Еще в апреле Мандельштам познакомил Гумилева с неким Владимиром Александровичем Павловым — молодым человеком, служащим на флоте и пишущим стихи, «брюнетом в пенсне, с неприятным и резким голосом и сумбурной речью» (таким его увидел в 1923 году Лев Горнунг). Павлов был услужлив — мог доставать спирт, что в то время ценилось: начался НЭП, но сухой закон, введенный еще царем, никто не отменял.

Сергей Колбасьев, сентябрь 1918 года

Имя Павлова некоторые называли в связи с гибелью Гумилева. Ни подтвердить, ни опровергнуть ничего нельзя. КГБ даже в перестроечные годы не раскрывал имен доносчиков; в отношении Павлова (и уж явно несправедливо оговоренного Георгием Ивановым Колбасьева) прозвучало вроде бы твердое «нет».

Павлов предложил отправиться в Крым с поездом А. В. Немитца, бывшего царского контр-адмирала, на короткий срок ставшего наркомвоенмором республики.

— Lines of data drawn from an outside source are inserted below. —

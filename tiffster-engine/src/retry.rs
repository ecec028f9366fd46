//! Bounded exponential-backoff retry.
//!
//! Failures are split in two: errors a retry cannot fix are returned at
//! once, everything else is retried up to `retry_count` times, waiting
//! `backoff_base^attempt` backoff units before attempt `attempt`.

use std::future::Future;

use tiffster_core::{RetryConfig, TiffsterError, TiffsterResult};

/// Run `operation` under `config`, retrying failures `is_retryable` accepts.
///
/// Generic over the error type so any fallible async operation can use it.
pub async fn retry_with_backoff<T, E, F, Fut, P>(
    config: &RetryConfig,
    label: &str,
    is_retryable: P,
    mut operation: F,
) -> Result<T, E>
where
    F: FnMut() -> Fut,
    Fut: Future<Output = Result<T, E>>,
    P: Fn(&E) -> bool,
    E: std::fmt::Display,
{
    let mut attempt = 0;
    loop {
        let error = match operation().await {
            Ok(value) => return Ok(value),
            Err(error) => error,
        };

        if !is_retryable(&error) {
            tracing::debug!(label, error = %error, "Non-retryable failure");
            return Err(error);
        }

        if attempt >= config.retry_count {
            tracing::warn!(
                label,
                attempts = attempt + 1,
                error = %error,
                "Retries exhausted"
            );
            return Err(error);
        }

        attempt += 1;
        let delay = config.delay_for(attempt);
        tracing::warn!(
            label,
            attempt,
            delay_ms = delay.as_millis() as u64,
            error = %error,
            "Operation failed, retrying"
        );
        tokio::time::sleep(delay).await;
    }
}

/// Retry runner bound to a policy, classifying with
/// [`TiffsterError::is_retryable`].
#[derive(Debug, Clone, Default)]
pub struct RetryExecutor {
    config: RetryConfig,
}

impl RetryExecutor {
    pub fn new(config: RetryConfig) -> Self {
        Self { config }
    }

    pub fn config(&self) -> &RetryConfig {
        &self.config
    }

    pub async fn run<T, F, Fut>(&self, label: &str, operation: F) -> TiffsterResult<T>
    where
        F: FnMut() -> Fut,
        Fut: Future<Output = TiffsterResult<T>>,
    {
        retry_with_backoff(&self.config, label, TiffsterError::is_retryable, operation).await
    }
}
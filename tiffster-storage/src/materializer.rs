//! Page materialization and eviction.
//!
//! A page is resident once every descriptor has a staged local file and a
//! remote mirror. Work fans out per descriptor and is joined before the call
//! returns; the first failure fails the call, but finished work is kept, so
//! retrying a call only redoes what is still missing.
//!
//! Every call names the document it was planned for. A call for a document
//! that is no longer active fails with `InactiveDocument` before touching
//! anything, and mirrors that finish after a switch are deleted again.

use std::collections::HashSet;
use std::sync::Arc;

use async_trait::async_trait;
use futures_util::future::try_join_all;
use tiffster_core::{
    ImageDescriptor, IndexError, PageNumber, RemoteRef, SequenceIndex, TiffsterError,
    TiffsterResult,
};

use crate::document::DocumentCache;
use crate::stage::LocalStage;
use crate::traits::{ContainerDecoder, RemoteObjectStore};

/// Residency operations the reconciler drives.
#[async_trait]
pub trait PageResidency: Send + Sync {
    /// Decode, stage and mirror every descriptor of `pages` of
    /// `document_id`.
    ///
    /// Returns the refreshed descriptors. Fails with `NotIndexed` if any page
    /// is missing from the index.
    async fn ensure_resident(
        &self,
        document_id: &str,
        pages: &[PageNumber],
    ) -> TiffsterResult<Vec<ImageDescriptor>>;

    /// Remove remote mirrors and local files of `pages` of `document_id`.
    ///
    /// Pages that are not indexed or already evicted are skipped. Returns the
    /// number of descriptors that had something removed.
    async fn evict(&self, document_id: &str, pages: &[PageNumber]) -> TiffsterResult<usize>;
}

/// Objects reclaimed by [`PageMaterializer::purge_foreign`].
#[derive(Debug, Clone, Copy, Default, PartialEq, Eq)]
pub struct PurgeReport {
    pub local: usize,
    pub remote: usize,
}

pub struct PageMaterializer<D, S>
where
    D: ContainerDecoder,
    S: RemoteObjectStore,
{
    decoder: Arc<D>,
    store: Arc<S>,
    stage: LocalStage,
    cache: DocumentCache,
}

impl<D, S> PageMaterializer<D, S>
where
    D: ContainerDecoder,
    S: RemoteObjectStore,
{
    pub fn new(decoder: Arc<D>, store: Arc<S>, stage: LocalStage, cache: DocumentCache) -> Self {
        Self {
            decoder,
            store,
            stage,
            cache,
        }
    }

    pub fn cache(&self) -> &DocumentCache {
        &self.cache
    }

    pub fn stage(&self) -> &LocalStage {
        &self.stage
    }

    pub fn decoder(&self) -> &D {
        &self.decoder
    }

    pub fn store(&self) -> &S {
        &self.store
    }

    /// Reclaim local files and remote objects that do not belong to the
    /// document identified by `prefix`. Best-effort: failures are logged.
    pub async fn purge_foreign(&self, prefix: &str) -> PurgeReport {
        let local = self.stage.purge_foreign(prefix).await;
        let remote = match self.store.remove_all_except(prefix).await {
            Ok(removed) => removed,
            Err(e) => {
                tracing::warn!(prefix, error = %e, "Remote purge failed");
                0
            }
        };

        let report = PurgeReport { local, remote };
        tracing::info!(prefix, local, remote, "Purged foreign objects");
        report
    }

    async fn materialize_one(
        &self,
        document_id: &str,
        descriptor: &ImageDescriptor,
        decode_from: Option<&D::Handle>,
    ) -> TiffsterResult<()> {
        if let Some(handle) = decode_from {
            let raster = self.decoder.decode_frame(handle, descriptor.offset).await?;
            self.stage.write_raster(&descriptor.local_path, raster).await?;
        }

        if descriptor.remote_ref.is_none() {
            let reference = self.store.upload(&descriptor.local_path).await?;
            tracing::debug!(
                document_id,
                page = descriptor.page_number,
                sequence_index = descriptor.sequence_index,
                remote_ref = %reference,
                "Mirrored frame"
            );
            let recorded = self.cache.record_remote_ref(
                document_id,
                descriptor.page_number,
                descriptor.sequence_index,
                Some(reference.clone()),
            )?;
            if !recorded {
                self.discard_orphan(document_id, &reference).await;
                return Err(self.inactive(document_id)?);
            }
        }

        Ok(())
    }

    async fn evict_one(&self, document_id: &str, descriptor: &ImageDescriptor) -> TiffsterResult<bool> {
        let Some(reference) = &descriptor.remote_ref else {
            return self.stage.remove(&descriptor.local_path).await;
        };

        self.store.delete(reference).await?;
        self.stage.remove(&descriptor.local_path).await?;
        self.cache.record_remote_ref(
            document_id,
            descriptor.page_number,
            descriptor.sequence_index,
            None,
        )?;
        Ok(true)
    }

    async fn unstaged(&self, descriptors: &[ImageDescriptor]) -> HashSet<SequenceIndex> {
        let mut missing = HashSet::new();
        for descriptor in descriptors {
            if !self.stage.exists(&descriptor.local_path).await {
                missing.insert(descriptor.sequence_index);
            }
        }
        missing
    }

    /// Delete a mirror whose descriptor vanished with a document switch.
    async fn discard_orphan(&self, document_id: &str, reference: &RemoteRef) {
        match self.store.delete(reference).await {
            Ok(()) => {
                tracing::info!(document_id, remote_ref = %reference, "Discarded mirror of inactive document");
            }
            Err(e) => {
                tracing::warn!(document_id, remote_ref = %reference, error = %e, "Failed to discard orphaned mirror");
            }
        }
    }

    fn inactive(&self, document_id: &str) -> TiffsterResult<TiffsterError> {
        Ok(IndexError::InactiveDocument {
            document_id: document_id.to_string(),
            active: self.cache.active_document()?,
        }
        .into())
    }

    fn require_active(&self, document_id: &str) -> TiffsterResult<()> {
        if self.cache.is_active(document_id)? {
            Ok(())
        } else {
            Err(self.inactive(document_id)?)
        }
    }
}

#[async_trait]
impl<D, S> PageResidency for PageMaterializer<D, S>
where
    D: ContainerDecoder,
    S: RemoteObjectStore,
{
    async fn ensure_resident(
        &self,
        document_id: &str,
        pages: &[PageNumber],
    ) -> TiffsterResult<Vec<ImageDescriptor>> {
        if pages.is_empty() {
            return Ok(Vec::new());
        }

        self.require_active(document_id)?;
        let descriptors = self.cache.descriptors_for(pages)?;
        let missing = self.unstaged(&descriptors).await;

        // Only open the container when something actually needs decoding.
        let handle = if missing.is_empty() {
            None
        } else {
            Some(
                self.decoder
                    .open(&self.stage.container_path(document_id))
                    .await?,
            )
        };

        try_join_all(descriptors.iter().map(|descriptor| {
            let decode_from = handle
                .as_ref()
                .filter(|_| missing.contains(&descriptor.sequence_index));
            self.materialize_one(document_id, descriptor, decode_from)
        }))
        .await?;

        tracing::debug!(
            document_id,
            ?pages,
            frames = descriptors.len(),
            decoded = missing.len(),
            "Pages resident"
        );
        // A switch while the fan-out ran leaves the returned index foreign.
        self.require_active(document_id)?;
        self.cache.descriptors_for(pages)
    }

    async fn evict(&self, document_id: &str, pages: &[PageNumber]) -> TiffsterResult<usize> {
        self.require_active(document_id)?;

        let descriptors = self.cache.existing_descriptors(pages)?;
        let removed = try_join_all(
            descriptors
                .iter()
                .map(|descriptor| self.evict_one(document_id, descriptor)),
        )
        .await?
        .into_iter()
        .filter(|removed| *removed)
        .count();

        tracing::debug!(document_id, ?pages, removed, "Pages evicted");
        Ok(removed)
    }
}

Ехали через Украину — в Севастополь.

«Украина сожжена», — вздохнет Гумилев несколько недель спустя, в Москве. После двух лет Гражданской войны, Махно, Петлюры, Котовского, Буденного и пр., после десятков сражений и погромов — конечно. Но и Крым, в который он приехал, был страшным, поруганным местом. Здесь за годы войны сменилось несколько правительств — красные, белые, опять красные, автономные татары, опять белые (Врангель). Никто не был похож на ангела, но никто сверх меры и не свирепствовал; красные поначалу были не лучше и не хуже других. Самозваный «киммерийский царь» Максимилиан Волошин по мере сил защищал белых от красных и красных от белых. Сидя в своем коктебельском доме, он слагал свои знаменитые политические стихи, которыми равно восхищались красные и белые вожди и которые равно запрещала красная и белая цензура. Так продолжалось, пока Красная армия при участии Николая Тихонова не штурмовала Перекоп. Зимой и весной 1921 года начался местный Апокалипсис. По приказу коммунистического наместника, венгра-интернационалиста Белы Куна все оставшиеся в Крыму офицеры должны были зарегистрироваться — в обмен на гарантии безопасности. Затем все, кто имел неосторожность исполнить это распоряжение — по меньшей мере 20 тысяч человек, — были расстреляны.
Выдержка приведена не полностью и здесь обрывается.